THE INPUT:
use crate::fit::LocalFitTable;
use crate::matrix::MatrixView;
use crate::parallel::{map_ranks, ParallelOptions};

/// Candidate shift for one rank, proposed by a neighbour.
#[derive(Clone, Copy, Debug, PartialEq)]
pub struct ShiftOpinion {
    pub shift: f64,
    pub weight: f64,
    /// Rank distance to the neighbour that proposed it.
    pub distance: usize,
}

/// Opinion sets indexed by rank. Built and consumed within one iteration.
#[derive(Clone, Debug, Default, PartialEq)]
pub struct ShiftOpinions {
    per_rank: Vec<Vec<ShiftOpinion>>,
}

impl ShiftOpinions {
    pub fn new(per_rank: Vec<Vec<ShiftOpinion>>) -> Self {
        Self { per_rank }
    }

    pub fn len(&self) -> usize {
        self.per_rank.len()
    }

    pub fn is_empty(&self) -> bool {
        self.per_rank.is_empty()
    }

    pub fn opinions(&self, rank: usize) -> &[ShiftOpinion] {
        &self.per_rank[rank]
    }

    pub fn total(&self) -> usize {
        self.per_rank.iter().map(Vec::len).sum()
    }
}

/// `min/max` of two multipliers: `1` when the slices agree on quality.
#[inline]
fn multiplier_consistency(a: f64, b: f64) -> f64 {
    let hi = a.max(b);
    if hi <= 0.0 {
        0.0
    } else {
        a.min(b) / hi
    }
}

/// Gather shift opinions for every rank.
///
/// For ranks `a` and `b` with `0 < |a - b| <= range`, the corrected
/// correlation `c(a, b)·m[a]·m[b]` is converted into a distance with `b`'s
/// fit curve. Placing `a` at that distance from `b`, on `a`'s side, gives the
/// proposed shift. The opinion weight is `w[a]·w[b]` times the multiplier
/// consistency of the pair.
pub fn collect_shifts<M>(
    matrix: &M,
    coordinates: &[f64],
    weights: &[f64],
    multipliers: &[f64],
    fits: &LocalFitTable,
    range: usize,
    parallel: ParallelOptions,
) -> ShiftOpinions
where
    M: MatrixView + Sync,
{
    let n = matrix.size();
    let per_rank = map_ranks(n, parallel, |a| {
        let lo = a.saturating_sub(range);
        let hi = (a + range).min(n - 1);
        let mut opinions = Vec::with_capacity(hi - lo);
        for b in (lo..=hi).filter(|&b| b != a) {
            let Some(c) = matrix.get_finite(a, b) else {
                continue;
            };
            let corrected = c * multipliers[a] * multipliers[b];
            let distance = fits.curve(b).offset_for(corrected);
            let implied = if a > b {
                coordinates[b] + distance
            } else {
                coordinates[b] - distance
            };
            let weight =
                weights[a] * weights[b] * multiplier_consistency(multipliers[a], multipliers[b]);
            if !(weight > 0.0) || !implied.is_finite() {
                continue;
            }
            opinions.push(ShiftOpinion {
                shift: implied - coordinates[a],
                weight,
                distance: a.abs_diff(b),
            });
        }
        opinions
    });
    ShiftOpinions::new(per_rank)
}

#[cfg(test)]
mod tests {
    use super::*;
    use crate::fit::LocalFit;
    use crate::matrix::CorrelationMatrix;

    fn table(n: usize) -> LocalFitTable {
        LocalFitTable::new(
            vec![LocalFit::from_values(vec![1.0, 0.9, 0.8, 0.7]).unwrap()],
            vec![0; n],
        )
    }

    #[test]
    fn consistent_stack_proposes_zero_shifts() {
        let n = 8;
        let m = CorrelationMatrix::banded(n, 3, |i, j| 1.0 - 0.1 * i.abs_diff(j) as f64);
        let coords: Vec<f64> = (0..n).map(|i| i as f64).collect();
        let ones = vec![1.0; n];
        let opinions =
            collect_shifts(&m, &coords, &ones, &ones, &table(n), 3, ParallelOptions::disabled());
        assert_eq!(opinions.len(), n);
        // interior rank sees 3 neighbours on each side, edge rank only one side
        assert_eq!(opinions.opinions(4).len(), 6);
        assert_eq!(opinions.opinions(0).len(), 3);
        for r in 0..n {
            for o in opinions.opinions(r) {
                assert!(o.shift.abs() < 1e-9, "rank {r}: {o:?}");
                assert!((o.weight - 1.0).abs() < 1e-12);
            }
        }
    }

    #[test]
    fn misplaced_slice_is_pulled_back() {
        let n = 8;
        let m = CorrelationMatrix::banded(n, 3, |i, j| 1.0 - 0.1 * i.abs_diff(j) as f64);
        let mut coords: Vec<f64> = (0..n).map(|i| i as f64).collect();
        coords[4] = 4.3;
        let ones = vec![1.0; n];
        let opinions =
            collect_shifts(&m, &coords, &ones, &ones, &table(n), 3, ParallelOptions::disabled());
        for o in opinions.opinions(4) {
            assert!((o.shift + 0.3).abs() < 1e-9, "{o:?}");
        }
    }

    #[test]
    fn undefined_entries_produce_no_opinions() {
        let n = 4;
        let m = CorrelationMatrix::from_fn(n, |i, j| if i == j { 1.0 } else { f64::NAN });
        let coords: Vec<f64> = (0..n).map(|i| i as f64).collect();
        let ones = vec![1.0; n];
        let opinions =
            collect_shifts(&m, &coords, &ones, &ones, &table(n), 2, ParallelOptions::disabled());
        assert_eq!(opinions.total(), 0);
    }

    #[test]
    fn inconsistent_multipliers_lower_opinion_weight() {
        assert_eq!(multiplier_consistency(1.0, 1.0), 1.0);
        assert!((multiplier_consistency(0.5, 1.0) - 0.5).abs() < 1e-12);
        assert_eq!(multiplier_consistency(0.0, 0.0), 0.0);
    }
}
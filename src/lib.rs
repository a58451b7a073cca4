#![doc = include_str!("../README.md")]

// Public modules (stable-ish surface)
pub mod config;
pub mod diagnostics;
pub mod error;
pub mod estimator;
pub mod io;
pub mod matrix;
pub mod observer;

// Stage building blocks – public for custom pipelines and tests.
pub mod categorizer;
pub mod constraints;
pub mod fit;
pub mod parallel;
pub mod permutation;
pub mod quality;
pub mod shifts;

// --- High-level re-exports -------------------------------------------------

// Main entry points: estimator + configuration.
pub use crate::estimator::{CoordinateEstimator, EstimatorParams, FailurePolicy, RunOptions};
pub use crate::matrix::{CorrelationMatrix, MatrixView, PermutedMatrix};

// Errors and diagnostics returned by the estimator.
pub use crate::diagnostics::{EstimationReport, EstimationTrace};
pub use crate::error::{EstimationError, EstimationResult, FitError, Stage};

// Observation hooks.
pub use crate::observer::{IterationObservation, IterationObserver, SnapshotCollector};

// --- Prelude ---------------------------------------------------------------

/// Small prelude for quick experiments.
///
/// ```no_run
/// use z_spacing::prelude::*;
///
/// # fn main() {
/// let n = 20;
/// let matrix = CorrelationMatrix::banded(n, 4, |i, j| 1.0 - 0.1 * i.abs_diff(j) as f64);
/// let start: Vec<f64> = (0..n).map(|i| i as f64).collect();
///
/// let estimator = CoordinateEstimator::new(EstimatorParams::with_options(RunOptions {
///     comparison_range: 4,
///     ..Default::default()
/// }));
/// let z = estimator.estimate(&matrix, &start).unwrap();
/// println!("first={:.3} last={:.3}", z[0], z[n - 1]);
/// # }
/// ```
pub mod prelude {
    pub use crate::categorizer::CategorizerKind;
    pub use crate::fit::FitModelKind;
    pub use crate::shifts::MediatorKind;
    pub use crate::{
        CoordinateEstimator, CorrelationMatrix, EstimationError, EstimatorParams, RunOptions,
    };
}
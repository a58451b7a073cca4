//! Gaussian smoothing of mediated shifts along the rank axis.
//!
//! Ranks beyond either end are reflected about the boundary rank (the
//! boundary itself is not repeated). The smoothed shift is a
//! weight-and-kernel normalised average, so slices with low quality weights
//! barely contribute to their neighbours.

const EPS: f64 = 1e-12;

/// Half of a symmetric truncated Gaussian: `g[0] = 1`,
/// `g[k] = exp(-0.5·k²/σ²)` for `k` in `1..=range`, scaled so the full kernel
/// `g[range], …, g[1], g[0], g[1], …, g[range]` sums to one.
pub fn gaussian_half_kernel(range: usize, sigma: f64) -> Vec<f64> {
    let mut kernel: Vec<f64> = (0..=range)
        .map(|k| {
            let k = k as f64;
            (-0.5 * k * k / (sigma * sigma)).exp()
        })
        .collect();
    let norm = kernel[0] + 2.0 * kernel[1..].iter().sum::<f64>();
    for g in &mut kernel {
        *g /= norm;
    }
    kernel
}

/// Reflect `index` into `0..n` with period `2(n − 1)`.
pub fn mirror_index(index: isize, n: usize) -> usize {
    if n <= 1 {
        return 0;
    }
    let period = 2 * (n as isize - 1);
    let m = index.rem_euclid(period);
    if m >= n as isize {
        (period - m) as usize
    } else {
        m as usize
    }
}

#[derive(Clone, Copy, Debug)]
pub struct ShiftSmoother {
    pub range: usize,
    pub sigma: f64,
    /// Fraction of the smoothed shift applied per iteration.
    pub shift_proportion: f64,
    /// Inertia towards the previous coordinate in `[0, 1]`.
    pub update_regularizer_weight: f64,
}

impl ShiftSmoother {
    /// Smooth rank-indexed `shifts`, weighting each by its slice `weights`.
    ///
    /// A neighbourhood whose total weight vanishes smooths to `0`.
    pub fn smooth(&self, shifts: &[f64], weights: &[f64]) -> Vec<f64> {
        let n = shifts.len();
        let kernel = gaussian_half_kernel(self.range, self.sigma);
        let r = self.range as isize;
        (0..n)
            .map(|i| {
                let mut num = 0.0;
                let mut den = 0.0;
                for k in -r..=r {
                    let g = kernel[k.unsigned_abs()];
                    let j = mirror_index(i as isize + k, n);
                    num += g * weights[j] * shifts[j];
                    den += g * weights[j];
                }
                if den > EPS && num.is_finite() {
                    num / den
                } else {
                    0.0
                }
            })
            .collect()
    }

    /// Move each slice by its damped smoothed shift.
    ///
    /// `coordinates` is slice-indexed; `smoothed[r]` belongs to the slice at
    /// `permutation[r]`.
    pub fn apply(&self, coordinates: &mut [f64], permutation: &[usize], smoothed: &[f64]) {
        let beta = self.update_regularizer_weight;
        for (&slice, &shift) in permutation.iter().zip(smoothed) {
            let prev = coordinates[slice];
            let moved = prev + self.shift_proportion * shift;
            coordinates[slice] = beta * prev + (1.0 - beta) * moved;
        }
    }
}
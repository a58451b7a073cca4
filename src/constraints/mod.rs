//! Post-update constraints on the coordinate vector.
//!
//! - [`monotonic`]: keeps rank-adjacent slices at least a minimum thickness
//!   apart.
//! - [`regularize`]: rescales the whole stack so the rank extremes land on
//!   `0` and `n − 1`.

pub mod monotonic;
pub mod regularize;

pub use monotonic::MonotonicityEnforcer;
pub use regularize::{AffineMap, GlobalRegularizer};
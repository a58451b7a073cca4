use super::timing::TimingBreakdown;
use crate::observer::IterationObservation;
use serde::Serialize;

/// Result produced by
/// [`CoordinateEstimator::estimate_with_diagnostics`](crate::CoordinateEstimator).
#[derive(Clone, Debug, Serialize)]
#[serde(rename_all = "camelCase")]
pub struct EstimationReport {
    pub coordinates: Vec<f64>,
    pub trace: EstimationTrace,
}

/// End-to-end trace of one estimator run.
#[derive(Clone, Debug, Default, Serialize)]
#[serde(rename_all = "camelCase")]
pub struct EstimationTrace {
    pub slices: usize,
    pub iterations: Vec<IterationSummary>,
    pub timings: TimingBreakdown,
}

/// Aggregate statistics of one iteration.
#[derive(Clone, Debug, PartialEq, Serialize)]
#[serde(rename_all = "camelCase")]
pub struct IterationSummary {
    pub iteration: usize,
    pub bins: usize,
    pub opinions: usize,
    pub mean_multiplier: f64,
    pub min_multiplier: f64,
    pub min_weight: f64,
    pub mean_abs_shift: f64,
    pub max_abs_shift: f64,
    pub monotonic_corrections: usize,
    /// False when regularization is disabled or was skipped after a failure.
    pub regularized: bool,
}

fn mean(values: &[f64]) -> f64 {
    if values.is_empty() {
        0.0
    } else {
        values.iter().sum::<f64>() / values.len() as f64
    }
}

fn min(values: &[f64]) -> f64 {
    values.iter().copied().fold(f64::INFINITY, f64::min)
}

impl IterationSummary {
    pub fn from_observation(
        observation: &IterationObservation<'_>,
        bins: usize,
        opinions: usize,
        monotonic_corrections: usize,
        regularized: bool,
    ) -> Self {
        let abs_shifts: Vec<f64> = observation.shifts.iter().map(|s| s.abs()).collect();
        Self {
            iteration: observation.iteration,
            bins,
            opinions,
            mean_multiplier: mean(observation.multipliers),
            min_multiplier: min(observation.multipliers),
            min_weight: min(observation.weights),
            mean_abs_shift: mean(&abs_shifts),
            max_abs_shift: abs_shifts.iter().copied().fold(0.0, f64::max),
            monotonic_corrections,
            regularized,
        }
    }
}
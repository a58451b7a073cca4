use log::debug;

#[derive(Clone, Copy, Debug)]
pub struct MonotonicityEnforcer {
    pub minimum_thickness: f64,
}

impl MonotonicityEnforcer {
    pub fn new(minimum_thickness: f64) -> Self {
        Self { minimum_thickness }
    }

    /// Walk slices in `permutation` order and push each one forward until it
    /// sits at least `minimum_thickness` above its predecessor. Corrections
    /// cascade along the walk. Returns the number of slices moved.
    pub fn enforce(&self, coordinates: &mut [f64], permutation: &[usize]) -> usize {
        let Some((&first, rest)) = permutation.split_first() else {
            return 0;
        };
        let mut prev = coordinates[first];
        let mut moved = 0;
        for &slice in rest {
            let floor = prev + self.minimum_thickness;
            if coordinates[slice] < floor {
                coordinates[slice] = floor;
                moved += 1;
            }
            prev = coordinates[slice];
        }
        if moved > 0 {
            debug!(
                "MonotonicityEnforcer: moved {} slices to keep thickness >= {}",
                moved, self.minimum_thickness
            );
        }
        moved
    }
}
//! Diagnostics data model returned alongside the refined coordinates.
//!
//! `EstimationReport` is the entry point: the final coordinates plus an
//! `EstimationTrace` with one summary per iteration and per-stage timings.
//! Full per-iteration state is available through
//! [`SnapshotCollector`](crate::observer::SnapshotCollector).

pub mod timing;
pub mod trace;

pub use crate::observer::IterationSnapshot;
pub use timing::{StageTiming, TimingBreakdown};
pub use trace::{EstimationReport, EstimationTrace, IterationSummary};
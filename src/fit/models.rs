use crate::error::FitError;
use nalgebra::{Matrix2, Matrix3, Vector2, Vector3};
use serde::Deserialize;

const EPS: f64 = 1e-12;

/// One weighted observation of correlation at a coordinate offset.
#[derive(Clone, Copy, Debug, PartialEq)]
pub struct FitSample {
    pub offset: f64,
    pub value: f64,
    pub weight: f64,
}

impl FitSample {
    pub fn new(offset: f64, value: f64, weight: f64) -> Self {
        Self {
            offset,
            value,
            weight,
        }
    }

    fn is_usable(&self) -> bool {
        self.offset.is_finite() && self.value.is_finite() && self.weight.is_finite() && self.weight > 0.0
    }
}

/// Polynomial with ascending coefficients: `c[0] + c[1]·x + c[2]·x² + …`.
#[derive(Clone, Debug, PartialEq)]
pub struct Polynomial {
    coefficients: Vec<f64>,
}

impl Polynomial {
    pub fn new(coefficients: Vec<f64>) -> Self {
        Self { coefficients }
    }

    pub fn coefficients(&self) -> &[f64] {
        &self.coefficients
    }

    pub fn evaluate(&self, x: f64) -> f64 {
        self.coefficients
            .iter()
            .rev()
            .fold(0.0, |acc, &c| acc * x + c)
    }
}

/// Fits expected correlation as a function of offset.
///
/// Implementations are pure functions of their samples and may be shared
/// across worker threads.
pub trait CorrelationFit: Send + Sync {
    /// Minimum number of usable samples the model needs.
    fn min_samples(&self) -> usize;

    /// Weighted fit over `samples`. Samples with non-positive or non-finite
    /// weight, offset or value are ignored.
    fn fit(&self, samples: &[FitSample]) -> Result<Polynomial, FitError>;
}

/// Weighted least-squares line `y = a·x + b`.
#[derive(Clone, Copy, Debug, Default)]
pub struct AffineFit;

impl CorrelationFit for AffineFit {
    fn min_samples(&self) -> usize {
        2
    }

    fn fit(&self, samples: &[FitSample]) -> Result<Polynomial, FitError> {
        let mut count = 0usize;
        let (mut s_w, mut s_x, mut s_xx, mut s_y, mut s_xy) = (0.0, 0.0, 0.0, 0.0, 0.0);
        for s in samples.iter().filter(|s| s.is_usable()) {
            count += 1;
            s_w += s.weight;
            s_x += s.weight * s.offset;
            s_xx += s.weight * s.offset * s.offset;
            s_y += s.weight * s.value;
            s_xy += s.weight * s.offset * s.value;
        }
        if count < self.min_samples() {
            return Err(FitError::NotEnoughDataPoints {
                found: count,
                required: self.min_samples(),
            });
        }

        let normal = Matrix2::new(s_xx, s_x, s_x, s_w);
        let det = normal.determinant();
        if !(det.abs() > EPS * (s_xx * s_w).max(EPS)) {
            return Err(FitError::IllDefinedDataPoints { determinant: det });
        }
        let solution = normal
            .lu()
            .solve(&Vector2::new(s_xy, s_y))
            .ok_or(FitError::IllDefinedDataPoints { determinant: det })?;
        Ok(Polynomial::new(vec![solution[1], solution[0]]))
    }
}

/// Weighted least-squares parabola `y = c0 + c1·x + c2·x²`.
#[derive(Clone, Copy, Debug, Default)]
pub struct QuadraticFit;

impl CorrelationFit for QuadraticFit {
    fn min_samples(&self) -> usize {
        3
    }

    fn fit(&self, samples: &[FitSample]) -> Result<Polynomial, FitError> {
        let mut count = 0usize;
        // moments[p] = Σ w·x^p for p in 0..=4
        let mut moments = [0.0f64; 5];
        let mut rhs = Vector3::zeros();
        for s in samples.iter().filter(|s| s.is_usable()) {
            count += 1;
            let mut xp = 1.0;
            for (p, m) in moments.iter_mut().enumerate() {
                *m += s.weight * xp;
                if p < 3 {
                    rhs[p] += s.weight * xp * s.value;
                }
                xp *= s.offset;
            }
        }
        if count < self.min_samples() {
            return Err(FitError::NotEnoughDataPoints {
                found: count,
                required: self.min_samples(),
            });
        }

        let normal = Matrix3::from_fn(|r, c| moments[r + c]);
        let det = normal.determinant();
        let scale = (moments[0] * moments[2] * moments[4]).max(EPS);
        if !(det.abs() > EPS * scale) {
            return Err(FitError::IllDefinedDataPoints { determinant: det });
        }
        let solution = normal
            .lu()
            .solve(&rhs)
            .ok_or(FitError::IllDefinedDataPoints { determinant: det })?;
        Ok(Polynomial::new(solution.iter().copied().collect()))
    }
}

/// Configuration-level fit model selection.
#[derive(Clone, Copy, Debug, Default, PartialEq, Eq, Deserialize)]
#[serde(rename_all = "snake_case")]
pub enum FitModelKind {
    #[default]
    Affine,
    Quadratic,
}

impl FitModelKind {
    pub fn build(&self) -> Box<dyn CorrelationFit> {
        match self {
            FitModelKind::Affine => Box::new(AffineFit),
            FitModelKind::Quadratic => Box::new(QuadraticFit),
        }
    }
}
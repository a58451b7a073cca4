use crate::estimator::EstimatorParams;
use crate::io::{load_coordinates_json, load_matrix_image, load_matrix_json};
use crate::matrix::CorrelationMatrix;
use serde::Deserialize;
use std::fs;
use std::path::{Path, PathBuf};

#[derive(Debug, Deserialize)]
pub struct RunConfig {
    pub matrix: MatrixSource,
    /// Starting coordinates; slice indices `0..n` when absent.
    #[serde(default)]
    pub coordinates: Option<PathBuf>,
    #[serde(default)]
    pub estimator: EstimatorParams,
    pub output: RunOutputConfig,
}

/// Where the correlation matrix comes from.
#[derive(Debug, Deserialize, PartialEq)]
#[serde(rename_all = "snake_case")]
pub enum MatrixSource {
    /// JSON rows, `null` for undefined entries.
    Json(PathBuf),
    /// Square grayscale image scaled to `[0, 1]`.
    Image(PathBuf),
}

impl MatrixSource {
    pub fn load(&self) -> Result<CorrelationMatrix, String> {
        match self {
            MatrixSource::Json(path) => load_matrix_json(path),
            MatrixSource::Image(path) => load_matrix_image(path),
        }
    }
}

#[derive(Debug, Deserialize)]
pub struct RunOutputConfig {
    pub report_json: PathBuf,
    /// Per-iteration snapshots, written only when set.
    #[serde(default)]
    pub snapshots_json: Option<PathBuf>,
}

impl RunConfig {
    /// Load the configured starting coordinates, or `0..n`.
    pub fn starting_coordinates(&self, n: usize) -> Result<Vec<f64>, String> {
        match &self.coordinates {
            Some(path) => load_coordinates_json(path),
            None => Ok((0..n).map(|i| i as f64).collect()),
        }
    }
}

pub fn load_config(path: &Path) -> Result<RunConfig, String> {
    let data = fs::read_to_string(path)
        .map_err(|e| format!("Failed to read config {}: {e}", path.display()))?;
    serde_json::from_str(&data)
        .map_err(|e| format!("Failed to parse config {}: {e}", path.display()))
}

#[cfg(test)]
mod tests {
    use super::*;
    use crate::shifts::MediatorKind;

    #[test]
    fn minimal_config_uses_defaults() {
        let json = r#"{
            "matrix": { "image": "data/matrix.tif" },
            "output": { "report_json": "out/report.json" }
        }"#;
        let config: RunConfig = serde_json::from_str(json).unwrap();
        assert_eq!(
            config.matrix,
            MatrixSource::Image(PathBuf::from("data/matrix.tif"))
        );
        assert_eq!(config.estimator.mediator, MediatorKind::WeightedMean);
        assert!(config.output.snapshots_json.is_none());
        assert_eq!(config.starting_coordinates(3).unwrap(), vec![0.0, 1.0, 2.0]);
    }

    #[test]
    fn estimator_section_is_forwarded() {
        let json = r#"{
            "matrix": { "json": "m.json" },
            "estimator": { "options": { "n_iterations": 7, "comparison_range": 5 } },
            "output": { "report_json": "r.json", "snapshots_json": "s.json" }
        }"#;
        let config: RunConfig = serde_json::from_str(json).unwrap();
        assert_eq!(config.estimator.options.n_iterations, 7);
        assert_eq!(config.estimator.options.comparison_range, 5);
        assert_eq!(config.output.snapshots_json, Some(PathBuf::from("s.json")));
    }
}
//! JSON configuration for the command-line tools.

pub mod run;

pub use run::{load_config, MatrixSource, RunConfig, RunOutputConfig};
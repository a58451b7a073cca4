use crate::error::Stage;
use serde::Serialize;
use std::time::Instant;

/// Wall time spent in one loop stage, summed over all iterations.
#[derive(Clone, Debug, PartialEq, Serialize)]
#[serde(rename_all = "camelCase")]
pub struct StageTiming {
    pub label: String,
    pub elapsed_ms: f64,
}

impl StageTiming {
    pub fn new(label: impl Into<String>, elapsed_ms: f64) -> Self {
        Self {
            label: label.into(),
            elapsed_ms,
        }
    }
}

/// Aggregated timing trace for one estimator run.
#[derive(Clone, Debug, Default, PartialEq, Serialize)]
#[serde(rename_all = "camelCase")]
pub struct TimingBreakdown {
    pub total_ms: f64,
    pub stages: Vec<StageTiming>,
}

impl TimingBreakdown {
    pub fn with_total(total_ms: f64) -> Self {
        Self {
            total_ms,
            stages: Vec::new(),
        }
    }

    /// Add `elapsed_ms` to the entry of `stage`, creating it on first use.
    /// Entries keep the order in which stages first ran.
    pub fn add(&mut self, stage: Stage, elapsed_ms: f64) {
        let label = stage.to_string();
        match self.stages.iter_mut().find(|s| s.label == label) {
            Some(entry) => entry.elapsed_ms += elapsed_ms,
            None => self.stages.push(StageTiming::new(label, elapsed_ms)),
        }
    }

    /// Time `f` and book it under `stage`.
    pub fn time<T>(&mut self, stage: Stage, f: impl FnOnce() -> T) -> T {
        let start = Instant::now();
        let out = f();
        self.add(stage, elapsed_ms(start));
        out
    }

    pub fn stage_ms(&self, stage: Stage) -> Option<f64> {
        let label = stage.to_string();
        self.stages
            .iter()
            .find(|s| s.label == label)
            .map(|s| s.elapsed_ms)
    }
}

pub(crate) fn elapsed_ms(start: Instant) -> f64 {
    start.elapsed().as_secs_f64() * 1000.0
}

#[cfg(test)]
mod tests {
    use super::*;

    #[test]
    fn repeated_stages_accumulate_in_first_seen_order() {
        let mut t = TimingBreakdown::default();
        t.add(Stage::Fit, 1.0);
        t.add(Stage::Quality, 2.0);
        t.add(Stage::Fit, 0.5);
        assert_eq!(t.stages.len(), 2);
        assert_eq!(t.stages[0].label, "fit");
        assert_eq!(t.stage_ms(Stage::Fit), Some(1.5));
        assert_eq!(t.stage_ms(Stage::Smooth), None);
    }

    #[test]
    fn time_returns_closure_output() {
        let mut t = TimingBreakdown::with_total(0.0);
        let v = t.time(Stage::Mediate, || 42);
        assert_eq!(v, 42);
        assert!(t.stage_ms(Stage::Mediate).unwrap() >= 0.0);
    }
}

THE TASK:
Every line in the entries that contains the word "ParallelOptions" should be counted, and the total stated alone.

COMPLETED TASK:
5